§ **Exercise prompt**
Search the entries for the word "registry". Copy every line that holds it.

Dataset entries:
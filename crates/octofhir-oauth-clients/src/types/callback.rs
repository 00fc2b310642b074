//! Absolute callback URIs and the rules for comparing them.
//!
//! Every callback that reaches a client record, and every callback the
//! validator hands back, is an [`AbsoluteUri`]. Parsing goes through the
//! `url` crate, which lowercases the scheme and host and drops the scheme's
//! default port, so two spellings of the same target compare equal.

use std::fmt;
use std::net::{Ipv4Addr, Ipv6Addr};
use std::str::FromStr;

use serde::{Deserialize, Serialize};
use url::{Host, Url};

// =============================================================================
// Uri Error
// =============================================================================

/// Reasons a string is not an acceptable absolute callback URI.
#[derive(Debug, Clone, PartialEq, Eq, thiserror::Error)]
pub enum UriError {
    /// The input was empty or only whitespace.
    #[error("URI is empty")]
    Empty,

    /// The input carries leading/trailing whitespace or embedded control characters.
    #[error("URI contains whitespace or control characters")]
    Whitespace,

    /// The input has no scheme.
    #[error("URI is relative")]
    Relative,

    /// The input has a scheme but no authority (`mailto:`, `urn:`, `file:///`).
    #[error("URI has no host")]
    MissingHost,

    /// The input embeds credentials in the authority.
    #[error("URI must not contain user information")]
    UserInfo,

    /// The input could not be parsed at all.
    #[error("URI is malformed: {0}")]
    Malformed(String),
}

// =============================================================================
// Absolute Uri
// =============================================================================

/// A parsed, normalized URI with a scheme and a non-empty host.
#[derive(Clone, PartialEq, Eq, PartialOrd, Ord, Hash, Serialize, Deserialize)]
#[serde(try_from = "String", into = "String")]
pub struct AbsoluteUri(Url);

impl AbsoluteUri {
    /// Parses and normalizes an absolute URI.
    ///
    /// # Errors
    ///
    /// Returns a [`UriError`] if the input is empty, relative, has no host,
    /// carries userinfo, or is otherwise malformed.
    pub fn parse(input: &str) -> Result<Self, UriError> {
        if input.trim().is_empty() {
            return Err(UriError::Empty);
        }
        // The url parser silently strips these; a callback carrying them is suspect.
        if input.trim() != input || input.contains(['\t', '\r', '\n']) {
            return Err(UriError::Whitespace);
        }

        let url = Url::parse(input).map_err(|e| match e {
            url::ParseError::RelativeUrlWithoutBase => UriError::Relative,
            url::ParseError::EmptyHost => UriError::MissingHost,
            other => UriError::Malformed(other.to_string()),
        })?;

        if url.cannot_be_a_base() || url.host_str().is_none_or(str::is_empty) {
            return Err(UriError::MissingHost);
        }
        if !url.username().is_empty() || url.password().is_some() {
            return Err(UriError::UserInfo);
        }

        Ok(Self(url))
    }

    /// Returns the normalized string form.
    #[must_use]
    pub fn as_str(&self) -> &str {
        self.0.as_str()
    }

    /// Returns the underlying [`Url`].
    #[must_use]
    pub fn as_url(&self) -> &Url {
        &self.0
    }

    /// Consumes the wrapper and returns the underlying [`Url`].
    #[must_use]
    pub fn into_url(self) -> Url {
        self.0
    }

    /// Returns the lowercase scheme.
    #[must_use]
    pub fn scheme(&self) -> &str {
        self.0.scheme()
    }

    /// Returns `true` for `http` URIs on the literal loopback addresses
    /// `127.0.0.1` and `[::1]`.
    ///
    /// `localhost` is deliberately not included; it can be resolved to a
    /// non-loopback interface.
    #[must_use]
    pub fn is_loopback_ip(&self) -> bool {
        if self.0.scheme() != "http" {
            return false;
        }
        match self.0.host() {
            Some(Host::Ipv4(ip)) => ip == Ipv4Addr::LOCALHOST,
            Some(Host::Ipv6(ip)) => ip == Ipv6Addr::LOCALHOST,
            _ => false,
        }
    }

    /// Compares two callbacks under the given matching mode.
    #[must_use]
    pub fn matches(&self, registered: &AbsoluteUri, matching: CallbackMatching) -> bool {
        match matching {
            CallbackMatching::Exact => self == registered,
            CallbackMatching::LoopbackAnyPort => {
                if self.is_loopback_ip() && registered.is_loopback_ip() {
                    eq_ignoring_port(&self.0, &registered.0)
                } else {
                    self == registered
                }
            }
        }
    }
}

fn eq_ignoring_port(a: &Url, b: &Url) -> bool {
    a.scheme() == b.scheme()
        && a.host() == b.host()
        && a.path() == b.path()
        && a.query() == b.query()
        && a.fragment() == b.fragment()
}

impl fmt::Debug for AbsoluteUri {
    fn fmt(&self, f: &mut fmt::Formatter<'_>) -> fmt::Result {
        f.debug_tuple("AbsoluteUri")
            .field(&self.0.as_str())
            .finish()
    }
}

impl fmt::Display for AbsoluteUri {
    fn fmt(&self, f: &mut fmt::Formatter<'_>) -> fmt::Result {
        f.write_str(self.0.as_str())
    }
}

impl FromStr for AbsoluteUri {
    type Err = UriError;

    fn from_str(s: &str) -> Result<Self, Self::Err> {
        Self::parse(s)
    }
}

impl TryFrom<String> for AbsoluteUri {
    type Error = UriError;

    fn try_from(value: String) -> Result<Self, Self::Error> {
        Self::parse(&value)
    }
}

impl TryFrom<&str> for AbsoluteUri {
    type Error = UriError;

    fn try_from(value: &str) -> Result<Self, Self::Error> {
        Self::parse(value)
    }
}

impl From<AbsoluteUri> for String {
    fn from(uri: AbsoluteUri) -> Self {
        uri.0.into()
    }
}

impl AsRef<str> for AbsoluteUri {
    fn as_ref(&self) -> &str {
        self.as_str()
    }
}

// =============================================================================
// Matching Mode
// =============================================================================

/// How a requested callback is compared with a registered one.
#[derive(Debug, Clone, Copy, Default, PartialEq, Eq, Hash, Serialize, Deserialize)]
#[serde(rename_all = "snake_case")]
pub enum CallbackMatching {
    /// Full normalized URI equality: scheme, host, port, path, query and fragment.
    #[default]
    Exact,

    /// As `Exact`, except that the port of an `http` loopback IP literal is
    /// ignored (RFC 8252 section 7.3, native apps on ephemeral ports).
    LoopbackAnyPort,
}

impl CallbackMatching {
    /// Returns the configuration value for this mode.
    #[must_use]
    pub fn as_str(&self) -> &'static str {
        match self {
            Self::Exact => "exact",
            Self::LoopbackAnyPort => "loopback_any_port",
        }
    }
}

impl fmt::Display for CallbackMatching {
    fn fmt(&self, f: &mut fmt::Formatter<'_>) -> fmt::Result {
        f.write_str(self.as_str())
    }
}

// =============================================================================
// Tests
// =============================================================================
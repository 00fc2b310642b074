//! # octofhir-oauth-clients
//!
//! Client identity and redirection-target validation for the OctoFHIR
//! OAuth 2.0 authorization server.
//!
//! This crate provides:
//! - Client registry lookup by client identifier
//! - Callback (redirect URI) resolution that refuses open redirects
//! - Constant-time client secret verification
//! - Client authentication for the token endpoint
//!
//! ## Overview
//!
//! An authorization request names a client and, optionally, a callback. The
//! client is looked up, the callback is resolved against the client's
//! registration, and only then does the request proceed to consent. The
//! client's secret is checked later, at the token endpoint.
//!
//! ## Modules
//!
//! - [`config`] - Callback policy, secret policy and static registrations
//! - [`error`] - Error taxonomy
//! - [`oauth`] - Redirect validation, secret verification, client authentication
//! - [`registry`] - Client registry trait and in-memory implementation
//! - [`types`] - Client records and absolute callback URIs

pub mod config;
pub mod error;
pub mod oauth;
pub mod registry;
pub mod types;

pub use config::{
    CallbackPolicyConfig, ClientRegistration, ConfigError, OAuthClientsConfig, SecretPolicyConfig,
};
pub use error::{AuthError, ErrorCategory};
pub use oauth::{
    AuthenticatedClient, AuthorizationGate, AuthorizedCallback, CallbackOutcome,
    CallbackResolution, ClientAuthMethod, ClientCredentials, ErrorDelivery, RedirectValidator,
    SecretFormat, SecretVerdict, authenticate_client, authenticate_client_with_format,
    generate_client_secret, hash_client_secret, resolve_callback, verify_decoy_secret,
    verify_secret,
};
pub use registry::{ClientRegistry, InMemoryClientRegistry, lookup_client};
pub use types::{
    AbsoluteUri, CallbackMatching, ClientCredential, ClientRecord, ClientRecordBuilder,
    ClientSecret, ClientValidationError, UriError,
};

/// Type alias for client validation results.
pub type AuthResult<T> = Result<T, AuthError>;

/// Prelude module for convenient imports.
///
/// ```ignore
/// use octofhir_oauth_clients::prelude::*;
/// ```
pub mod prelude {
    pub use crate::AuthResult;
    pub use crate::config::{ConfigError, OAuthClientsConfig};
    pub use crate::error::{AuthError, ErrorCategory};
    pub use crate::oauth::{
        AuthenticatedClient, AuthorizationGate, AuthorizedCallback, CallbackOutcome,
        CallbackResolution, ClientAuthMethod, ClientCredentials, ErrorDelivery, RedirectValidator,
        SecretFormat, SecretVerdict, authenticate_client, authenticate_client_with_format,
        resolve_callback, verify_secret,
    };
    pub use crate::registry::{ClientRegistry, InMemoryClientRegistry, lookup_client};
    pub use crate::types::{AbsoluteUri, CallbackMatching, ClientRecord};
}
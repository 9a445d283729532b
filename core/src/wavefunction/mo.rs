use serde::{Deserialize, Serialize};

use super::Spin;

/// One molecular orbital as printed in an `[MO]` block.
#[derive(Clone, Debug, PartialEq, Serialize, Deserialize)]
pub struct MolecularOrbital {
    pub spin: Spin,
    /// Orbital energy, in the units the program printed
    pub energy: f64,
    pub occupation: f64,
    /// Expansion coefficients over the basis functions, in file order
    pub coefficients: Vec<f64>,
}
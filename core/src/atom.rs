use nalgebra::Vector3;

use crate::periodic_table::{ElementError, ElementType};

/// Length of one Bohr radius in Ångström.
pub const BOHR_TO_ANGSTROM: f64 = 0.529177249;

/// Represents an atom read from a calculation log.
#[derive(Copy, Clone, Debug, PartialEq)]
pub struct Atom {
    /// Position in Bohr.
    pub(crate) position: Vector3<f64>,
    pub(crate) atomic_number: u32,
}

impl Atom {
    pub fn new(atomic_number: u32, position: Vector3<f64>) -> Self {
        Self {
            position,
            atomic_number,
        }
    }

    /// Returns the charge of this nucleus
    pub fn atomic_number(&self) -> u32 {
        self.atomic_number
    }

    /// Position in Bohr
    pub fn position(&self) -> &Vector3<f64> {
        &self.position
    }

    pub fn position_angstrom(&self) -> Vector3<f64> {
        self.position * BOHR_TO_ANGSTROM
    }

    pub fn element_type(&self) -> Result<ElementType, ElementError> {
        ElementType::try_from(self.atomic_number)
    }
}
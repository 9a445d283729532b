use std::{fs::File, io::BufReader, path::Path};

use serde::Deserialize;

use crate::backend::surface::VdwSurface;

#[derive(Debug, thiserror::Error)]
pub enum ConfigError {
    #[error("failed to read config: {0}")]
    Io(#[from] std::io::Error),

    #[error("invalid config: {0}")]
    Json(#[from] serde_json::Error),
}

/// Energies at which the descriptor is sampled, either spelled out or as an
/// evenly spaced range with both end points included.
#[derive(Debug, Clone, PartialEq, Deserialize)]
#[serde(untagged)]
pub enum EnergyGrid {
    Linspace { start: f64, stop: f64, points: usize },
    Explicit(Vec<f64>),
}

impl EnergyGrid {
    pub fn energies(&self) -> Vec<f64> {
        match *self {
            Self::Linspace {
                start,
                stop,
                points,
            } => linspace(start, stop, points),
            Self::Explicit(ref energies) => energies.clone(),
        }
    }
}

impl Default for EnergyGrid {
    fn default() -> Self {
        Self::Linspace {
            start: -20.0,
            stop: 2.0,
            points: 10,
        }
    }
}

/// `points` evenly spaced values from `start` to `stop`, both included
pub fn linspace(start: f64, stop: f64, points: usize) -> Vec<f64> {
    match points {
        0 => Vec::new(),
        1 => vec![start],
        _ => {
            let step = (stop - start) / (points - 1) as f64;
            (0..points).map(|i| start + i as f64 * step).collect()
        }
    }
}

/// Settings of one descriptor run, as read from a JSON file.
#[derive(Debug, Clone, PartialEq, Deserialize)]
#[serde(default)]
pub struct DescriptorConfig {
    pub energy_grid: EnergyGrid,
    pub smoothing_width: f64,
    pub surface: VdwSurface,
}

impl Default for DescriptorConfig {
    fn default() -> Self {
        Self {
            energy_grid: EnergyGrid::default(),
            smoothing_width: 1.0,
            surface: VdwSurface::default(),
        }
    }
}

impl DescriptorConfig {
    pub fn load(path: impl AsRef<Path>) -> Result<Self, ConfigError> {
        let reader = BufReader::new(File::open(path)?);
        Ok(serde_json::from_reader(reader)?)
    }
}

#[cfg(test)]
mod tests {
    use approx::assert_relative_eq;

    use super::{linspace, DescriptorConfig, EnergyGrid};

    #[test]
    fn linspace_includes_end_points() {
        let grid = linspace(-20.0, 2.0, 10);

        assert_eq!(grid.len(), 10);
        assert_relative_eq!(grid[0], -20.0);
        assert_relative_eq!(grid[9], 2.0, epsilon = 1e-12);
        assert_relative_eq!(grid[1] - grid[0], 22.0 / 9.0, epsilon = 1e-12);

        assert!(linspace(0.0, 1.0, 0).is_empty());
        assert_eq!(linspace(0.5, 1.0, 1), vec![0.5]);
    }

    #[test]
    fn reads_linspace_config() {
        let config: DescriptorConfig = serde_json::from_str(
            r#"{"energy_grid":{"start":-1.0,"stop":1.0,"points":3},"smoothing_width":0.5,"surface":{"density":2.0}}"#,
        )
        .unwrap();

        assert_eq!(config.energy_grid.energies(), vec![-1.0, 0.0, 1.0]);
        assert_relative_eq!(config.smoothing_width, 0.5);
        assert_relative_eq!(config.surface.density, 2.0);
        assert_relative_eq!(config.surface.scale_factor, 1.4);
    }

    #[test]
    fn reads_explicit_grid_and_defaults() {
        let config: DescriptorConfig =
            serde_json::from_str(r#"{"energy_grid":[-0.5, 0.25]}"#).unwrap();

        assert_eq!(
            config.energy_grid,
            EnergyGrid::Explicit(vec![-0.5, 0.25])
        );
        assert_relative_eq!(config.smoothing_width, 1.0);

        let config: DescriptorConfig = serde_json::from_str("{}").unwrap();
        assert_eq!(config, DescriptorConfig::default());
    }
}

§ **Answer for this exercise**
//! - Client registry lookup by client identifier
//! - [`registry`] - Client registry trait and in-memory implementation
pub mod registry;
pub use registry::{ClientRegistry, InMemoryClientRegistry, lookup_client};
    pub use crate::registry::{ClientRegistry, InMemoryClientRegistry, lookup_client};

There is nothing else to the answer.